[DATA SECTION Boundary: Start]
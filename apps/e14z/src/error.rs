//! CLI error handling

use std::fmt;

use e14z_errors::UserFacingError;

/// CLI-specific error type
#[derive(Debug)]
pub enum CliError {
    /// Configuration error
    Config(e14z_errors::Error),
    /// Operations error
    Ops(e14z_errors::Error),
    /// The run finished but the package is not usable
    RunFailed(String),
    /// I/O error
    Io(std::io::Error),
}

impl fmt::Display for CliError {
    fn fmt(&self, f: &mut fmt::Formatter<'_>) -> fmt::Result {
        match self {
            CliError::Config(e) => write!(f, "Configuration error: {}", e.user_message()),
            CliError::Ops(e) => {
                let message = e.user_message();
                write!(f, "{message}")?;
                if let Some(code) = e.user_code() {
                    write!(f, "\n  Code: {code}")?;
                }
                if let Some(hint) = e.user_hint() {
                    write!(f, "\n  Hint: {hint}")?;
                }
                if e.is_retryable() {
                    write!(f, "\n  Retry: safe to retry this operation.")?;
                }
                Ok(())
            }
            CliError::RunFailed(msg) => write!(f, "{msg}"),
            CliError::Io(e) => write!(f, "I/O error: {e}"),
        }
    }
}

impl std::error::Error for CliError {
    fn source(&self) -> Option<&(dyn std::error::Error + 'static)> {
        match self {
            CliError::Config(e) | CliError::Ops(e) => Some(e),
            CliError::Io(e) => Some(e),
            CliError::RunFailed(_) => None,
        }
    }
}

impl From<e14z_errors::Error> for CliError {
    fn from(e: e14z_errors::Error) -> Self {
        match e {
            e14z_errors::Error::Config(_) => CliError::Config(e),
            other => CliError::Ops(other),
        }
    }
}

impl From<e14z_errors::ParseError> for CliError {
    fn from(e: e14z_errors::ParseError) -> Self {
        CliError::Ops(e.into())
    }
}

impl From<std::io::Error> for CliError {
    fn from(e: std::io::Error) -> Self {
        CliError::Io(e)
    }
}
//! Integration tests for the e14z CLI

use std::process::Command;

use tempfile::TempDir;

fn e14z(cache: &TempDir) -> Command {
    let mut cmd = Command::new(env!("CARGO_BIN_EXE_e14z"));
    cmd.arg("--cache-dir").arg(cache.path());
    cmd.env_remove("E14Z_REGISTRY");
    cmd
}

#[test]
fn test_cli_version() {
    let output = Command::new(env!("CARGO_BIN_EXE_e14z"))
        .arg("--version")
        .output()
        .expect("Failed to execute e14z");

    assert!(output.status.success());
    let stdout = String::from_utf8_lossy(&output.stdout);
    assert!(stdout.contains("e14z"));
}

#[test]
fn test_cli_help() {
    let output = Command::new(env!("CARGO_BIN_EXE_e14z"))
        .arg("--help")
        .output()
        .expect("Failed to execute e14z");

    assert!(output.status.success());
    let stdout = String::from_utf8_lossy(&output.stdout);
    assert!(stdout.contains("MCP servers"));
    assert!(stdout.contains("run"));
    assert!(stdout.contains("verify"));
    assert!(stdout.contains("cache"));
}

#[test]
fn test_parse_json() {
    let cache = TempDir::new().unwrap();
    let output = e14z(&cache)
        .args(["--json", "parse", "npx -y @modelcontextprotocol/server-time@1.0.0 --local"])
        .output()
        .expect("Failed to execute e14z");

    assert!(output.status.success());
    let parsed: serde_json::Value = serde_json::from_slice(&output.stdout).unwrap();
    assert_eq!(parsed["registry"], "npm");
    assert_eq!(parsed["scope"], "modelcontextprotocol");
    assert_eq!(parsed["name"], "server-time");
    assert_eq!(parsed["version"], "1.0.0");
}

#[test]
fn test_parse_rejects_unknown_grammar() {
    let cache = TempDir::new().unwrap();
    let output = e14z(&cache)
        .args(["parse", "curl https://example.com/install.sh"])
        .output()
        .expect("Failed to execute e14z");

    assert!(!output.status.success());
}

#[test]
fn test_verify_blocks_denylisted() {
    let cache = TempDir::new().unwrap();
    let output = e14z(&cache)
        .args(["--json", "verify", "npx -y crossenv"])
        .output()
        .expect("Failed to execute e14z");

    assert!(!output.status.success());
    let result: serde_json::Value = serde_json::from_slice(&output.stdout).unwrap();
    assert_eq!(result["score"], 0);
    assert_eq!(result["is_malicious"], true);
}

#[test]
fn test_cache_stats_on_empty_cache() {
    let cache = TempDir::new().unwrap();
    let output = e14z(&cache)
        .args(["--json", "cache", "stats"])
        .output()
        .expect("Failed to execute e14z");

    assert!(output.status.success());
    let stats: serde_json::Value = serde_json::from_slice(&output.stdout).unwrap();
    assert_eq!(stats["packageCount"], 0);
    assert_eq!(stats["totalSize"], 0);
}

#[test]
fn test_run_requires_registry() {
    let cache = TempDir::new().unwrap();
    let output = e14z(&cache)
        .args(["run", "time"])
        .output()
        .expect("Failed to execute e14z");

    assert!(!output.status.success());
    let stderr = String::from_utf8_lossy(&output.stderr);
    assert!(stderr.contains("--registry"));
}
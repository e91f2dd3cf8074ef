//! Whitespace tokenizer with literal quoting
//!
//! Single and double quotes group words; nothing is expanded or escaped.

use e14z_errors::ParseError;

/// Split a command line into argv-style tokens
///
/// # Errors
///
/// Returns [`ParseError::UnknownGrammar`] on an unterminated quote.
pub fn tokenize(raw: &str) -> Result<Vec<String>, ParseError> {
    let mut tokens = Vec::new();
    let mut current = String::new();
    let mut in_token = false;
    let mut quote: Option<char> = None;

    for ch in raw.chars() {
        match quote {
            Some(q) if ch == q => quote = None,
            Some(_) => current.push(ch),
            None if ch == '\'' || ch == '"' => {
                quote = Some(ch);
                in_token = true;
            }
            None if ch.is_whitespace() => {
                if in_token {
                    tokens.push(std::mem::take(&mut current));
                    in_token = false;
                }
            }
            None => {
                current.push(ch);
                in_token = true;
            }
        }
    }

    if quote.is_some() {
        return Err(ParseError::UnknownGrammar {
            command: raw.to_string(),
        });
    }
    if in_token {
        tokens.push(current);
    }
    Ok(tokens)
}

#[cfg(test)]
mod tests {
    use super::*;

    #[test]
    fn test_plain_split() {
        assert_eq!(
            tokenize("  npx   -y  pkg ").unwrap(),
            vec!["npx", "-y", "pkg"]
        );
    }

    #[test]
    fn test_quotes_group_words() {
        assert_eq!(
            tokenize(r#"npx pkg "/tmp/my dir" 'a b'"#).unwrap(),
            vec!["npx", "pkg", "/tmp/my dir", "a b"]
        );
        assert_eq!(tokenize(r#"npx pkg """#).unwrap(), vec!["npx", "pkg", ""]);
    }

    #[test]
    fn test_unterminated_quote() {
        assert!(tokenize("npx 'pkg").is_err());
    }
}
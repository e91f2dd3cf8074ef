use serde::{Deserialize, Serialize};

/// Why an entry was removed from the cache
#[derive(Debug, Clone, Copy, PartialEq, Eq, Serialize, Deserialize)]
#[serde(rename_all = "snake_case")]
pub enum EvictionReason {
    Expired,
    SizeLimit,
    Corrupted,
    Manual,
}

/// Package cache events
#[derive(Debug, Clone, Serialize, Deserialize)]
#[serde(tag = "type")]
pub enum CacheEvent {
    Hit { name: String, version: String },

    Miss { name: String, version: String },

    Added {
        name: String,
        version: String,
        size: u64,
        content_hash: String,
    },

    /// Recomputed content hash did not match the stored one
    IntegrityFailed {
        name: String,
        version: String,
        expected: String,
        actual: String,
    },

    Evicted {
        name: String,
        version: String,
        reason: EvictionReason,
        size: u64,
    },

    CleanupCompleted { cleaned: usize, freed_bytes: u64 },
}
[DATA SECTION Boundary: End]
- ACTION ITEM: Give back the entries above precisely as they appear.

- FINAL ANSWER:
filename apps/e14z/src/error.rs
//! CLI error handling

use std::fmt;

use e14z_errors::UserFacingError;

/// CLI-specific error type
#[derive(Debug)]
pub enum CliError {
    /// Configuration error
    Config(e14z_errors::Error),
    /// Operations error
    Ops(e14z_errors::Error),
    /// The run finished but the package is not usable
    RunFailed(String),
    /// I/O error
    Io(std::io::Error),
}

impl fmt::Display for CliError {
    fn fmt(&self, f: &mut fmt::Formatter<'_>) -> fmt::Result {
        match self {
            CliError::Config(e) => write!(f, "Configuration error: {}", e.user_message()),
            CliError::Ops(e) => {
                let message = e.user_message();
                write!(f, "{message}")?;
                if let Some(code) = e.user_code() {
                    write!(f, "\n  Code: {code}")?;
                }
                if let Some(hint) = e.user_hint() {
                    write!(f, "\n  Hint: {hint}")?;
                }
                if e.is_retryable() {
                    write!(f, "\n  Retry: safe to retry this operation.")?;
                }
                Ok(())
            }
            CliError::RunFailed(msg) => write!(f, "{msg}"),
            CliError::Io(e) => write!(f, "I/O error: {e}"),
        }
    }
}

impl std::error::Error for CliError {
    fn source(&self) -> Option<&(dyn std::error::Error + 'static)> {
        match self {
            CliError::Config(e) | CliError::Ops(e) => Some(e),
            CliError::Io(e) => Some(e),
            CliError::RunFailed(_) => None,
        }
    }
}

impl From<e14z_errors::Error> for CliError {
    fn from(e: e14z_errors::Error) -> Self {
        match e {
            e14z_errors::Error::Config(_) => CliError::Config(e),
            other => CliError::Ops(other),
        }
    }
}

impl From<e14z_errors::ParseError> for CliError {
    fn from(e: e14z_errors::ParseError) -> Self {
        CliError::Ops(e.into())
    }
}

impl From<std::io::Error> for CliError {
    fn from(e: std::io::Error) -> Self {
        CliError::Io(e)
    }
}
//! Integration tests for the e14z CLI

use std::process::Command;

use tempfile::TempDir;

fn e14z(cache: &TempDir) -> Command {
    let mut cmd = Command::new(env!("CARGO_BIN_EXE_e14z"));
    cmd.arg("--cache-dir").arg(cache.path());
    cmd.env_remove("E14Z_REGISTRY");
    cmd
}

#[test]
fn test_cli_version() {
    let output = Command::new(env!("CARGO_BIN_EXE_e14z"))
        .arg("--version")
        .output()
        .expect("Failed to execute e14z");

    assert!(output.status.success());
    let stdout = String::from_utf8_lossy(&output.stdout);
    assert!(stdout.contains("e14z"));
}

#[test]
fn test_cli_help() {
    let output = Command::new(env!("CARGO_BIN_EXE_e14z"))
        .arg("--help")
        .output()
        .expect("Failed to execute e14z");

    assert!(output.status.success());
    let stdout = String::from_utf8_lossy(&output.stdout);
    assert!(stdout.contains("MCP servers"));
    assert!(stdout.contains("run"));
    assert!(stdout.contains("verify"));
    assert!(stdout.contains("cache"));
}

#[test]
fn test_parse_json() {
    let cache = TempDir::new().unwrap();
    let output = e14z(&cache)
        .args(["--json", "parse", "npx -y @modelcontextprotocol/server-time@1.0.0 --local"])
        .output()
        .expect("Failed to execute e14z");

    assert!(output.status.success());
    let parsed: serde_json::Value = serde_json::from_slice(&output.stdout).unwrap();
    assert_eq!(parsed["registry"], "npm");
    assert_eq!(parsed["scope"], "modelcontextprotocol");
    assert_eq!(parsed["name"], "server-time");
    assert_eq!(parsed["version"], "1.0.0");
}

#[test]
fn test_parse_rejects_unknown_grammar() {
    let cache = TempDir::new().unwrap();
    let output = e14z(&cache)
        .args(["parse", "curl https://example.com/install.sh"])
        .output()
        .expect("Failed to execute e14z");

    assert!(!output.status.success());
}

#[test]
fn test_verify_blocks_denylisted() {
    let cache = TempDir::new().unwrap();
    let output = e14z(&cache)
        .args(["--json", "verify", "npx -y crossenv"])
        .output()
        .expect("Failed to execute e14z");

    assert!(!output.status.success());
    let result: serde_json::Value = serde_json::from_slice(&output.stdout).unwrap();
    assert_eq!(result["score"], 0);
    assert_eq!(result["is_malicious"], true);
}

#[test]
fn test_cache_stats_on_empty_cache() {
    let cache = TempDir::new().unwrap();
    let output = e14z(&cache)
        .args(["--json", "cache", "stats"])
        .output()
        .expect("Failed to execute e14z");

    assert!(output.status.success());
    let stats: serde_json::Value = serde_json::from_slice(&output.stdout).unwrap();
    assert_eq!(stats["packageCount"], 0);
    assert_eq!(stats["totalSize"], 0);
}

#[test]
fn test_run_requires_registry() {
    let cache = TempDir::new().unwrap();
    let output = e14z(&cache)
        .args(["run", "time"])
        .output()
        .expect("Failed to execute e14z");

    assert!(!output.status.success());
    let stderr = String::from_utf8_lossy(&output.stderr);
    assert!(stderr.contains("--registry"));
}
repository e91f2dd3cf8074ef
//! Whitespace tokenizer with literal quoting
//!
//! Single and double quotes group words; nothing is expanded or escaped.

use e14z_errors::ParseError;

/// Split a command line into argv-style tokens
///
/// # Errors
///
/// Returns [`ParseError::UnknownGrammar`] on an unterminated quote.
pub fn tokenize(raw: &str) -> Result<Vec<String>, ParseError> {
    let mut tokens = Vec::new();
    let mut current = String::new();
    let mut in_token = false;
    let mut quote: Option<char> = None;

    for ch in raw.chars() {
        match quote {
            Some(q) if ch == q => quote = None,
            Some(_) => current.push(ch),
            None if ch == '\'' || ch == '"' => {
                quote = Some(ch);
                in_token = true;
            }
            None if ch.is_whitespace() => {
                if in_token {
                    tokens.push(std::mem::take(&mut current));
                    in_token = false;
                }
            }
            None => {
                current.push(ch);
                in_token = true;
            }
        }
    }

    if quote.is_some() {
        return Err(ParseError::UnknownGrammar {
            command: raw.to_string(),
        });
    }
    if in_token {
        tokens.push(current);
    }
    Ok(tokens)
}

#[cfg(test)]
mod tests {
    use super::*;

    #[test]
    fn test_plain_split() {
        assert_eq!(
            tokenize("  npx   -y  pkg ").unwrap(),
            vec!["npx", "-y", "pkg"]
        );
    }

    #[test]
    fn test_quotes_group_words() {
        assert_eq!(
            tokenize(r#"npx pkg "/tmp/my dir" 'a b'"#).unwrap(),
            vec!["npx", "pkg", "/tmp/my dir", "a b"]
        );
        assert_eq!(tokenize(r#"npx pkg """#).unwrap(), vec!["npx", "pkg", ""]);
    }

    #[test]
    fn test_unterminated_quote() {
        assert!(tokenize("npx 'pkg").is_err());
    }
}
repository e91f2dd3cf8074ef
use serde::{Deserialize, Serialize};

/// Why an entry was removed from the cache
#[derive(Debug, Clone, Copy, PartialEq, Eq, Serialize, Deserialize)]
#[serde(rename_all = "snake_case")]
pub enum EvictionReason {
    Expired,
    SizeLimit,
    Corrupted,
    Manual,
}

/// Package cache events
#[derive(Debug, Clone, Serialize, Deserialize)]
#[serde(tag = "type")]
pub enum CacheEvent {
    Hit { name: String, version: String },

    Miss { name: String, version: String },

    Added {
        name: String,
        version: String,
        size: u64,
        content_hash: String,
    },

    /// Recomputed content hash did not match the stored one
    IntegrityFailed {
        name: String,
        version: String,
        expected: String,
        actual: String,
    },

    Evicted {
        name: String,
        version: String,
        reason: EvictionReason,
        size: u64,
    },

    CleanupCompleted { cleaned: usize, freed_bytes: u64 },
}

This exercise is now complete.